**YOUR OBJECTIVE:**
Please repeat, from the entries that follow, the lines from the one containing "layer tree |" through the one containing "mod handlers;" exactly, adding nothing.

(Entries taken from a collection)
* * * * * * *

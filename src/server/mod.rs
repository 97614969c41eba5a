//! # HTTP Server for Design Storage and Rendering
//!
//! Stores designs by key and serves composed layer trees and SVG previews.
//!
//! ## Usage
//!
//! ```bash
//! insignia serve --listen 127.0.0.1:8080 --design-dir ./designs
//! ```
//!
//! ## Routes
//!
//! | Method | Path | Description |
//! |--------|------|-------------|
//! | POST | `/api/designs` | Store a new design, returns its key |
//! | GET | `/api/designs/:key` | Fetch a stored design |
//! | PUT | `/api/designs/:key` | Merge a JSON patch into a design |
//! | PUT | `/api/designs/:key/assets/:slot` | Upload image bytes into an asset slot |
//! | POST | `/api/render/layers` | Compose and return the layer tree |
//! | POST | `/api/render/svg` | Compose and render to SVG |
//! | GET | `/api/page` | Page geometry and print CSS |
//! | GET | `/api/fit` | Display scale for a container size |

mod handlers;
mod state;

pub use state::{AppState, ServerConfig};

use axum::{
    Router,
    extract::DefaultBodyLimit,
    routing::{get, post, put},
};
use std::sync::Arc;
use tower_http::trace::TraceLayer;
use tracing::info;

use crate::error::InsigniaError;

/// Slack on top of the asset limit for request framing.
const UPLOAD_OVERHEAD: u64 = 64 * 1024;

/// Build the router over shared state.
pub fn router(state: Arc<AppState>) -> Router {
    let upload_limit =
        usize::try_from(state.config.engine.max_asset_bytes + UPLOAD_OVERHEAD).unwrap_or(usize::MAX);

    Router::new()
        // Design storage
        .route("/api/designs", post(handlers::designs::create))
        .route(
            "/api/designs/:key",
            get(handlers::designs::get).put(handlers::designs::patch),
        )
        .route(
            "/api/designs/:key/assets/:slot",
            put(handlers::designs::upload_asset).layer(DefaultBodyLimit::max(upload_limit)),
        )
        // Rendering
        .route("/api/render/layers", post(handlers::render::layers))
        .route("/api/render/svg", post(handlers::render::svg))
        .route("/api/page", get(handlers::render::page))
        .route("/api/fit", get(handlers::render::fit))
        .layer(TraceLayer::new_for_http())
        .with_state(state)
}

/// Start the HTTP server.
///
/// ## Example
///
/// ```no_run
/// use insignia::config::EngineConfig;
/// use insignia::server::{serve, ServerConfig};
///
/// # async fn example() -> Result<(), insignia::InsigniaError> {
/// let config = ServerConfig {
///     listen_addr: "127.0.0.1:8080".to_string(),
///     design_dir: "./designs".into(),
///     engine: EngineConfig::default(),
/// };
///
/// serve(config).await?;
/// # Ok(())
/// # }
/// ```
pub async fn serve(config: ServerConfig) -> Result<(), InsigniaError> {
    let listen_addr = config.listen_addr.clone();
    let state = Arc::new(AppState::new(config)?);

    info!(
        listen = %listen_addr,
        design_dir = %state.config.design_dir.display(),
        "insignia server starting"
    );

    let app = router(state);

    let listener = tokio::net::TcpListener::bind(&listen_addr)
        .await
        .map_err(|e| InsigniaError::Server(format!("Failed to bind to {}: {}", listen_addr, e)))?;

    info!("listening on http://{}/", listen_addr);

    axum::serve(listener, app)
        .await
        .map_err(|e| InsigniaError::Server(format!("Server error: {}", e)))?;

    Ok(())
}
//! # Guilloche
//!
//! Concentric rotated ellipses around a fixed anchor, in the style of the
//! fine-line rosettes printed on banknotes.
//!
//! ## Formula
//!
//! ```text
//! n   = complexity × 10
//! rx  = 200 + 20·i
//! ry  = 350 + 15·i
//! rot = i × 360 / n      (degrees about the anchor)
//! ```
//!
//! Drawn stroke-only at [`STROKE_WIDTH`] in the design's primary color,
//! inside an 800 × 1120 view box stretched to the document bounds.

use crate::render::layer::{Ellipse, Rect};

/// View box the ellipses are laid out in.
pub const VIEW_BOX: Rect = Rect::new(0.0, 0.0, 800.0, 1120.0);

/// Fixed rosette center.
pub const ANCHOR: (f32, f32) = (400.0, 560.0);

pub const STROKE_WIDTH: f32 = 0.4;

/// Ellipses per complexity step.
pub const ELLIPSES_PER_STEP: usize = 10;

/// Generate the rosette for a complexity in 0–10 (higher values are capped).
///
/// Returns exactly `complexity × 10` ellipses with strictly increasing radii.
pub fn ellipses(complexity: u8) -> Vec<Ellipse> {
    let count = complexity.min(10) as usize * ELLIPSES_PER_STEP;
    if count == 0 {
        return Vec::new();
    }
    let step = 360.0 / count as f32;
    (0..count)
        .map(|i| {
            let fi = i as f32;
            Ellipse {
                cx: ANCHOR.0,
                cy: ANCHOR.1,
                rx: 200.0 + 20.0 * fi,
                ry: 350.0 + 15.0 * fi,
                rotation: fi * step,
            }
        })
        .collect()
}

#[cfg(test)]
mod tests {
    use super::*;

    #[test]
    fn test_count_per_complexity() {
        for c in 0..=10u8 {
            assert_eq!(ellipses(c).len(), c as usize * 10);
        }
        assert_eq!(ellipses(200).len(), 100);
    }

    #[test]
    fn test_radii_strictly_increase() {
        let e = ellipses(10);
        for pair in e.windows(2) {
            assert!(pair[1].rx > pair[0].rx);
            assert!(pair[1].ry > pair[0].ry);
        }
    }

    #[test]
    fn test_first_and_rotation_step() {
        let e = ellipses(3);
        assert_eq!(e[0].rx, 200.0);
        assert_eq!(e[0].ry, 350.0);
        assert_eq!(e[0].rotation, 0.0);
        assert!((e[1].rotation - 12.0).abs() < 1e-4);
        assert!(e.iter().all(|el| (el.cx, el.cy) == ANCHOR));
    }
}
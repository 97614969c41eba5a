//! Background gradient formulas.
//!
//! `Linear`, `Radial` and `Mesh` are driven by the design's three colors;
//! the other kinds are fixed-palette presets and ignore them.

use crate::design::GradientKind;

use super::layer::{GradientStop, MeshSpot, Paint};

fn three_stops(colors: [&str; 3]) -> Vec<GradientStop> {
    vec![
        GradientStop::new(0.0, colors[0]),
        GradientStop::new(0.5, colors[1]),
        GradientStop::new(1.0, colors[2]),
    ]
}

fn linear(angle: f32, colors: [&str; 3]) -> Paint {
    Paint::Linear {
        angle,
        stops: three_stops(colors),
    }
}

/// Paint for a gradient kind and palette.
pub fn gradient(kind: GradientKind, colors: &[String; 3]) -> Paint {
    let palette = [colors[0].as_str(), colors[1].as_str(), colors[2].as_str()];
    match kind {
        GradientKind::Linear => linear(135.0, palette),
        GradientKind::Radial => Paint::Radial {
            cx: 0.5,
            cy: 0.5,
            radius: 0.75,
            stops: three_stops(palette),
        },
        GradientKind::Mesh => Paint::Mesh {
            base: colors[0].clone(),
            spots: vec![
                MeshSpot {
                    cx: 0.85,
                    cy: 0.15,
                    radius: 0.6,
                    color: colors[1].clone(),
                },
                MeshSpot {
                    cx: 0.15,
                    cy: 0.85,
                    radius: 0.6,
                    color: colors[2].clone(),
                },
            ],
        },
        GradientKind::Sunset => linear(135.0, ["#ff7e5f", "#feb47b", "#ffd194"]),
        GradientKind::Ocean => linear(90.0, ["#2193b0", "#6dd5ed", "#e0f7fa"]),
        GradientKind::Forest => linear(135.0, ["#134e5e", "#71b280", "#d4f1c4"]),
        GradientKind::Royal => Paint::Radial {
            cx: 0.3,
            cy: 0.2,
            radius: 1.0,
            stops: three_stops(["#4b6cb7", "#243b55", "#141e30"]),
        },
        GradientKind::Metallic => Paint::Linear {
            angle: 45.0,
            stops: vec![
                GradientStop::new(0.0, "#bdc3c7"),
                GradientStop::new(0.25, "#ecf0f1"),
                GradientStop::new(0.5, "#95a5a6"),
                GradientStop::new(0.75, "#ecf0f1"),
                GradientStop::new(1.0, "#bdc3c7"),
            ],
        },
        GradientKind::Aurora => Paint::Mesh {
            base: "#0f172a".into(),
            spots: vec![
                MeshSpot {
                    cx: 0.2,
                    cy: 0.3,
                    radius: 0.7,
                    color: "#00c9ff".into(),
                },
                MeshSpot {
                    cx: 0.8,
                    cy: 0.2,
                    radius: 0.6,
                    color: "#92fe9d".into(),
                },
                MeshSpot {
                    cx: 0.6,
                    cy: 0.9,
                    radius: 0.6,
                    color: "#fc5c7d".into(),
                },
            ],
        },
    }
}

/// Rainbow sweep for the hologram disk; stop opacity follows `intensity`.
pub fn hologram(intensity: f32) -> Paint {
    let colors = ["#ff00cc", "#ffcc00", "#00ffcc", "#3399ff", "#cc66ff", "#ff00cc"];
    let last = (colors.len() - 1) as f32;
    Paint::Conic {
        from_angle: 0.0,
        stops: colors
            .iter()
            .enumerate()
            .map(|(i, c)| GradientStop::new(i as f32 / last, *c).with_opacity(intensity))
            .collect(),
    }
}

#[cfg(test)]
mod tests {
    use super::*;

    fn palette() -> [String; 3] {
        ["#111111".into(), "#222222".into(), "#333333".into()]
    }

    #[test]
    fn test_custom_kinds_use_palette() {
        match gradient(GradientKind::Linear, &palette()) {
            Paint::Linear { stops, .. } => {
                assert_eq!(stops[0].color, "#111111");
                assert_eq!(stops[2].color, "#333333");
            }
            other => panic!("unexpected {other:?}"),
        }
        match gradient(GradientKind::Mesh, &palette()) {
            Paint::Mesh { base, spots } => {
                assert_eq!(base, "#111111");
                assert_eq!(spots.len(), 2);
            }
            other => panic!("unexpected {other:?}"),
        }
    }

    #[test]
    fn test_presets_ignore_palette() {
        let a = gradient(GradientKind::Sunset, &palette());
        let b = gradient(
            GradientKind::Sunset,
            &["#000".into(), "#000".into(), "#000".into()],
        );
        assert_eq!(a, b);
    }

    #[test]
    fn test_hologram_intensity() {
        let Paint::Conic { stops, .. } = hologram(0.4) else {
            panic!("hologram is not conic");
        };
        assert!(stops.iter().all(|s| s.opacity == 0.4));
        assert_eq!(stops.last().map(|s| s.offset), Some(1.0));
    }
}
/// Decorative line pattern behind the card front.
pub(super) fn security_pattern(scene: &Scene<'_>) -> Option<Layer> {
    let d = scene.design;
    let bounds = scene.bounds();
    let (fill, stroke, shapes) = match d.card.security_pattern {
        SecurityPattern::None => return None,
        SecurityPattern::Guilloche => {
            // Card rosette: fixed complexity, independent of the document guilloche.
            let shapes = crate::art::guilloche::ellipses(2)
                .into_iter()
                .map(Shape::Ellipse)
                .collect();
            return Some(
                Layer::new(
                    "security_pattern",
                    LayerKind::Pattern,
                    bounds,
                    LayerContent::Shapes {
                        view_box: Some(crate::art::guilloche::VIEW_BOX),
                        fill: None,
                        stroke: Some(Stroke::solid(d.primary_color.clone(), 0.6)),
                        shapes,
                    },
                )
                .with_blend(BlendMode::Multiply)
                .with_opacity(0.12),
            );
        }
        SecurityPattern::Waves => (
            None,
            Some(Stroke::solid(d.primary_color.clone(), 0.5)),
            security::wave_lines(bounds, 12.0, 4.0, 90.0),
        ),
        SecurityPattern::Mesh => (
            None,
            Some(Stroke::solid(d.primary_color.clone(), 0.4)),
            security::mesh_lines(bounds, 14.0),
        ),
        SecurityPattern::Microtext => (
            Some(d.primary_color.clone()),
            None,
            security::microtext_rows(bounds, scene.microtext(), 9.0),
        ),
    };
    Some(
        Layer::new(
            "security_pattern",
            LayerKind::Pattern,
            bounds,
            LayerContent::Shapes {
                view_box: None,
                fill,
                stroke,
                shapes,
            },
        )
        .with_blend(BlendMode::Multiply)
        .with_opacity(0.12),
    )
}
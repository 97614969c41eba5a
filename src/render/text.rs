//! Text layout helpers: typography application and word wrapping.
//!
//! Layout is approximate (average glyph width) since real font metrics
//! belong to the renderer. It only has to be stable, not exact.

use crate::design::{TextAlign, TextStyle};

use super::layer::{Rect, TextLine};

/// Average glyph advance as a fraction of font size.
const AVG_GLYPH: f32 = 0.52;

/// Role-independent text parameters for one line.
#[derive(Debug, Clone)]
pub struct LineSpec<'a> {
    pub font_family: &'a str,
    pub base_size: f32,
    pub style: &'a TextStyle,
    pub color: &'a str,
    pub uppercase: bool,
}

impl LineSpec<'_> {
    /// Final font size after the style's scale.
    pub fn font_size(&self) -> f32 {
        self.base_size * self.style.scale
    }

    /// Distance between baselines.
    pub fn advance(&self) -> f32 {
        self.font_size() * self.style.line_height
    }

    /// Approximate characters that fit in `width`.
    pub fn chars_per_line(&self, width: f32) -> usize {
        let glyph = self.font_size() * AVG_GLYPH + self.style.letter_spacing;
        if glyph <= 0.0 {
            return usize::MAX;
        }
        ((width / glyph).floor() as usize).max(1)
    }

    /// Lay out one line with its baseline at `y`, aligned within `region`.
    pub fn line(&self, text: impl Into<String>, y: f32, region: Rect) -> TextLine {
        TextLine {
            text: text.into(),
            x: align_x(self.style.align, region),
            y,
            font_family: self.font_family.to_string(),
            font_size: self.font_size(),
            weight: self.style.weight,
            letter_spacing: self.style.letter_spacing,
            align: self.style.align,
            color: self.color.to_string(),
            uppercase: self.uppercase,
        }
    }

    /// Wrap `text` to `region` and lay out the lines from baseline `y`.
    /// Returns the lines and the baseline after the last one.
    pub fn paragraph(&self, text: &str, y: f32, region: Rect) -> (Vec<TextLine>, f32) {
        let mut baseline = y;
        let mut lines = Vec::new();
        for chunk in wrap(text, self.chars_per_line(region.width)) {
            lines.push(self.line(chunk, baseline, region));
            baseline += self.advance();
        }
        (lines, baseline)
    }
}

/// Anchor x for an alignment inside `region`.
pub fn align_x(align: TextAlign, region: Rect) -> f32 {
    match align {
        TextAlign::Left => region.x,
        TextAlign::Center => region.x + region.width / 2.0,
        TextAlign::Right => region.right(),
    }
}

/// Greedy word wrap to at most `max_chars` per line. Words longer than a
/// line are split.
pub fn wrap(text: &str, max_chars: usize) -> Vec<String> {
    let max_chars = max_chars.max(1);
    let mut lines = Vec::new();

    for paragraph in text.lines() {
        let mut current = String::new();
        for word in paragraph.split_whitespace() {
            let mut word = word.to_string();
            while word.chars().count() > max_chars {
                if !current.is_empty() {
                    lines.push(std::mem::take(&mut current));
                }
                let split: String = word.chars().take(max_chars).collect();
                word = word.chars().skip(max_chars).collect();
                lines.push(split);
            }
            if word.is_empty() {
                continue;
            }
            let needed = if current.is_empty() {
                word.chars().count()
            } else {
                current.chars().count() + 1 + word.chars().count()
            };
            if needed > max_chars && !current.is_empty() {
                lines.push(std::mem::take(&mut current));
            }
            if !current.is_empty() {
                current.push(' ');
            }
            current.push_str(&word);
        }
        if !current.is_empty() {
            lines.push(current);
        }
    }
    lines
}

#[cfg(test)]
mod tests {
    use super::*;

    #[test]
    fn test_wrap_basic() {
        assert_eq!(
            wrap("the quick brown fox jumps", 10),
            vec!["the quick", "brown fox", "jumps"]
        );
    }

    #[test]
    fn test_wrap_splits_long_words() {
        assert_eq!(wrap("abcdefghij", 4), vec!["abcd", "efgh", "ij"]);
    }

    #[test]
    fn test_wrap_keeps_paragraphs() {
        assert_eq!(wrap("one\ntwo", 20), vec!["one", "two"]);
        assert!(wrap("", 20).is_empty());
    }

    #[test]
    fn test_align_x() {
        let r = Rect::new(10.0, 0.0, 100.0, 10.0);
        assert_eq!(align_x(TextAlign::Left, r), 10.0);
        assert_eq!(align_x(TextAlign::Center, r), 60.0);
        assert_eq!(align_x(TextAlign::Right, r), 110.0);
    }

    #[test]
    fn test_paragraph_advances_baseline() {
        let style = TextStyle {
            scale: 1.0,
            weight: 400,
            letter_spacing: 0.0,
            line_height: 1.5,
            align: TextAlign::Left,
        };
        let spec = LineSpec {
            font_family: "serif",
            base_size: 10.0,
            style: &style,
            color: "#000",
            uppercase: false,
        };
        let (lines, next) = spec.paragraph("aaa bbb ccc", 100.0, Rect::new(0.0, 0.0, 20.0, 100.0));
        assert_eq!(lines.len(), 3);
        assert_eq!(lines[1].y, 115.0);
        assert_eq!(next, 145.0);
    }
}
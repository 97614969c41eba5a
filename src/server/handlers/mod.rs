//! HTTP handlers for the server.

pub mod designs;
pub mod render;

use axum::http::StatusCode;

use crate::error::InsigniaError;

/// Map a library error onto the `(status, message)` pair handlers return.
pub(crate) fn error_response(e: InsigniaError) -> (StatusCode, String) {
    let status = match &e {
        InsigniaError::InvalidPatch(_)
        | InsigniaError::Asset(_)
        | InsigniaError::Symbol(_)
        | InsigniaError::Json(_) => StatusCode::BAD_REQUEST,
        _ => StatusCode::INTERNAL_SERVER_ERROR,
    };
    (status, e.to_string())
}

* * * * * * *

**FINISHED EXERCISE:**
//! | POST | `/api/render/layers` | Compose and return the layer tree |
//! | POST | `/api/render/svg` | Compose and render to SVG |
//! | GET | `/api/page` | Page geometry and print CSS |
//! | GET | `/api/fit` | Display scale for a container size |

mod handlers;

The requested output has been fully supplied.